::: The data

pub mod error;

pub use error::ApiError;
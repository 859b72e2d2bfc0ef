//! # Infrastructure Layer
//!
//! Concrete storage for the TokenGate revocation ledger.
//!
//! - **Database**: MySQL connection pool and the `RevocationRepository`
//!   implementation using SQLx
//!
//! ## Features
//!
//! - `mysql`: Enable MySQL database support (default)

// Re-export core types for convenience
pub use tg_core::errors::*;

/// Database module - MySQL implementations using SQLx
#[cfg(feature = "mysql")]
pub mod database;

#[cfg(feature = "mysql")]
pub use database::{DatabasePool, MySqlRevocationRepository, PoolStatistics};

/// Infrastructure-specific error types
#[derive(Debug, thiserror::Error)]
pub enum InfrastructureError {
    /// Database connection error
    #[error("Database error: {0}")]
    Database(#[from] sqlx::Error),

    /// Configuration error
    #[error("Configuration error: {0}")]
    Config(String),
}

impl From<InfrastructureError> for DomainError {
    fn from(err: InfrastructureError) -> Self {
        match err {
            InfrastructureError::Database(e) => {
                DomainError::Storage(StorageError::unavailable(e.to_string()))
            }
            InfrastructureError::Config(message) => DomainError::Internal { message },
        }
    }
}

::::::

• Problem details: For each line in the data above that contains the string "DomainError", extract the line.

• Answer to the problem:
impl From<InfrastructureError> for DomainError {
                DomainError::Storage(StorageError::unavailable(e.to_string()))
            InfrastructureError::Config(message) => DomainError::Internal { message },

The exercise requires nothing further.